И то, что сама Семерка недостойна России, потому что главное событие в России, это поездка президента и патриарха к мощам Саровского. И вот это действительно событие, которое перевернет мир — все погибнут, а русские останутся, с нами Бог потому что!
— А вы как считаете?
— А я никак, я неграмотный!..
— А я считаю, что это они малоразвитые! В каком городе еще столько мерседесов? А где еще так дорого жилье? Москва — самый дорогой город в мире! Только Япония еще кое-как! Остальным — работать и работать!
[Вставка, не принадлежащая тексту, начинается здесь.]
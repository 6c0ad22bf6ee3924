//! News lookup endpoints.

use axum::{extract::State, Json};
use chrono::Utc;

use super::super::AppState;
use super::extract::{ApiPath, ApiQuery};
use crate::envelope::Envelope;
use crate::models::Article;
use crate::query::{CompanyParams, StockParams};
use crate::services::NewsError;

/// `GET /stocks/{symbol}`: articles filed under a ticker symbol.
pub async fn stock_news(
    State(state): State<AppState>,
    ApiPath(symbol): ApiPath<String>,
    ApiQuery(params): ApiQuery<StockParams>,
) -> Result<Json<Vec<Article>>, NewsError> {
    let articles = state.news.stock_news(&symbol, &params).await?;
    Ok(Json(articles))
}

/// `GET /articles/{source_name}/{company}`: articles mentioning a company,
/// wrapped in the source's dataset envelope.
pub async fn company_news(
    State(state): State<AppState>,
    ApiPath((source_name, company)): ApiPath<(String, String)>,
    ApiQuery(params): ApiQuery<CompanyParams>,
) -> Result<Json<Envelope>, NewsError> {
    let envelope = state
        .news
        .company_news(&source_name, &company, &params, Utc::now())
        .await?;
    Ok(Json(envelope))
}
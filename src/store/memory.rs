//! In-memory article store.
//!
//! Evaluates filters directly against [`Article`] values. Collections keep
//! insertion order, which stands in for a database's natural order.

use std::collections::HashMap;

use async_trait::async_trait;
use tokio::sync::RwLock;

use super::{ArticleStore, StoreResult, TimestampSpan};
use crate::models::Article;
use crate::query::Filter;

#[derive(Debug, Default)]
pub struct InMemoryStore {
    collections: RwLock<HashMap<String, Vec<Article>>>,
}

impl InMemoryStore {
    pub fn new() -> Self {
        Self::default()
    }

    /// Append an article to `collection`.
    pub async fn insert(&self, collection: &str, article: Article) {
        self.collections
            .write()
            .await
            .entry(collection.to_string())
            .or_default()
            .push(article);
    }

    pub async fn insert_many(&self, collection: &str, articles: impl IntoIterator<Item = Article>) {
        let mut collections = self.collections.write().await;
        collections
            .entry(collection.to_string())
            .or_default()
            .extend(articles);
    }

    pub async fn len(&self, collection: &str) -> usize {
        self.collections
            .read()
            .await
            .get(collection)
            .map_or(0, Vec::len)
    }
}

#[async_trait]
impl ArticleStore for InMemoryStore {
    async fn find(
        &self,
        collection: &str,
        filter: &Filter,
        limit: u32,
    ) -> StoreResult<Vec<Article>> {
        let collections = self.collections.read().await;
        let Some(articles) = collections.get(collection) else {
            return Ok(Vec::new());
        };

        Ok(articles
            .iter()
            .filter(|a| filter.matches(a))
            .take(limit as usize)
            .cloned()
            .map(Article::strip_internal_id)
            .collect())
    }

    async fn timestamp_span(
        &self,
        collection: &str,
        filter: Option<&Filter>,
    ) -> StoreResult<Option<TimestampSpan>> {
        let collections = self.collections.read().await;
        let Some(articles) = collections.get(collection) else {
            return Ok(None);
        };

        let mut timestamps = articles
            .iter()
            .filter(|a| filter.map_or(true, |f| f.matches(a)))
            .filter_map(Article::timestamp);

        let Some(first) = timestamps.next() else {
            return Ok(None);
        };
        let span = timestamps.fold(
            TimestampSpan {
                newest: first,
                oldest: first,
            },
            |span, at| TimestampSpan {
                newest: span.newest.max(at),
                oldest: span.oldest.min(at),
            },
        );
        Ok(Some(span))
    }

    async fn ping(&self) -> StoreResult<()> {
        Ok(())
    }
}

#[cfg(test)]
mod tests {
    use super::*;
    use crate::models::{fields, ArticleAttributes, TimeObject};
    use crate::query::{company_filter, Condition};
    use chrono::{TimeZone, Utc};

    fn article(symbol: &str, title: &str, day: u32) -> Article {
        Article {
            symbol: Some(symbol.to_string()),
            date: Some(format!("2025-03-{:02}", day)),
            attribute: ArticleAttributes {
                title: Some(title.to_string()),
                ..Default::default()
            },
            time_object: Some(TimeObject::utc(
                Utc.with_ymd_and_hms(2025, 3, day, 9, 0, 0).unwrap(),
            )),
            ..Default::default()
        }
    }

    async fn seeded() -> InMemoryStore {
        let store = InMemoryStore::new();
        store
            .insert_many(
                "news_articles",
                vec![
                    article("AAPL", "Apple earnings beat", 7),
                    article("TSLA", "Tesla deliveries fall", 8),
                    article("AAPL", "Apple unveils new chip", 10),
                ],
            )
            .await;
        store
    }

    #[tokio::test]
    async fn test_find_respects_filter_and_limit() {
        let store = seeded().await;
        let filter = Filter::new().and(fields::SYMBOL, Condition::Equals("AAPL".to_string()));

        let all = store.find("news_articles", &filter, 10).await.unwrap();
        assert_eq!(all.len(), 2);
        assert!(all.iter().all(|a| a.symbol.as_deref() == Some("AAPL")));

        let one = store.find("news_articles", &filter, 1).await.unwrap();
        assert_eq!(one.len(), 1);
        assert_eq!(one[0].date.as_deref(), Some("2025-03-07"));
    }

    #[tokio::test]
    async fn test_find_unknown_collection_is_empty() {
        let store = seeded().await;
        let found = store.find("news_api", &Filter::new(), 10).await.unwrap();
        assert!(found.is_empty());
        assert_eq!(store.len("news_articles").await, 3);
    }

    #[tokio::test]
    async fn test_timestamp_span() {
        let store = seeded().await;

        let span = store
            .timestamp_span("news_articles", None)
            .await
            .unwrap()
            .unwrap();
        assert_eq!(span.oldest, Utc.with_ymd_and_hms(2025, 3, 7, 9, 0, 0).unwrap());
        assert_eq!(span.newest, Utc.with_ymd_and_hms(2025, 3, 10, 9, 0, 0).unwrap());

        let tesla = company_filter("tesla").unwrap();
        let span = store
            .timestamp_span("news_articles", Some(&tesla))
            .await
            .unwrap()
            .unwrap();
        assert_eq!(span.newest, span.oldest);

        let nobody = company_filter("Nobody Inc").unwrap();
        assert!(store
            .timestamp_span("news_articles", Some(&nobody))
            .await
            .unwrap()
            .is_none());
    }
}
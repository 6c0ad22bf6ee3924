//! Service layer for news lookups.
//!
//! Domain logic separated from transport concerns, usable by the web
//! server and the CLI alike.

pub mod news;

pub use news::{NewsError, NewsService};
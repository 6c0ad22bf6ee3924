//! quantnews - read-only HTTP API over a financial news article database.
//!
//! Core library exposing the query, store and server modules used by the
//! `quantnews` binary.

pub mod cli;
pub mod config;
pub mod envelope;
pub mod models;
pub mod query;
pub mod server;
pub mod services;
pub mod sources;
pub mod store;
— Так, может, России возглавить семерку?
— На хрена раскрываться, пусть помогают! Мы потихонечку, темной лошадкой, так оно надежнее!.
— У меня кошелек спёрли, какая еще свобода, после этого? Верните, скажу!..
— Иди ты со своей «семеркой», я «тройку» пью! — послал кто-то корреспондента, в конце концов…
Бульвар продолжал листаться, словно бесконечный фотоальбом. И эта стрельба. Почему все время стреляют, поражался он, глядя, как крошатся стулья рядом с ним…
Он становился частью пейзажа, возле него незаметные люди передавали другим незаметным людям незаметные серые конвертики. Самая сокровенная «переписка» происходила у него на глазах, словно он был У.Берроуз, самые драматические коллизии. Он достиг полного единения с жизнью — жизнь его не замечала. Шелест серых губ. Иногда он ощущал и на себе её несвежее дыхание: «чеки есть?.. чеки надо?..» — но он никак не мог вспомнить, что это такое.
Скины прошли грозной лавиной. Эти вообще никого не боялись, настолько их было много, странно, что они не выкинули Фомина из-за стола, возможно, потому что он их тоже нисколько не боялся. Они по быстрому, с пивом, объяснили ему геополитику многострадальной России. Страну оккупирует всякая мразь: черные, желтые, жиды, чурки, причем, самые страшные из них — евреи, это они всех завозят, «когда проснемся будет уже поздно…»
— В смысле? — поинтересовался Фома, как раз боявшийся именно таких пробуждений: когда все поздно.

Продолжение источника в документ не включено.